— EXERCISE INSTRUCTIONS —
Provide the count of lines below that include the word "OpenPGP", without any accompanying remarks.

Stored items:
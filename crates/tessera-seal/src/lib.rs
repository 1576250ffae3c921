//! Signed-profile trust verification for Tessera.
//!
//! `tessera-seal` establishes that a device profile was endorsed by a
//! specific maintainer using OpenPGP detached signatures.
//!
//! The verification pipeline has four phases:
//! 1. **Decode**: base64 and OpenPGP framing, checked locally
//! 2. **Discover**: fetch the signer's key via WKD, then the maintainer's key URL
//! 3. **Import**: load the key into a scoped in-memory trust store
//! 4. **Verify**: check the signature over the canonical profile payload

pub mod error;
pub mod fetch;
pub mod report;
pub mod resolver;
pub mod signature;
pub mod trust;
pub mod verify;
pub mod wkd;

#[cfg(test)]
pub(crate) mod testkeys;

// Re-export primary types for convenience.
pub use error::SealError;
pub use fetch::{HttpFetcher, KeyFetcher};
pub use report::{Advisory, VerificationReport, VerificationStep, Verdict};
pub use resolver::{KeyResolver, KeySource};
pub use verify::{ProfileVerifier, VerifyConfig};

— OUTPUT FOR THIS TASK —
2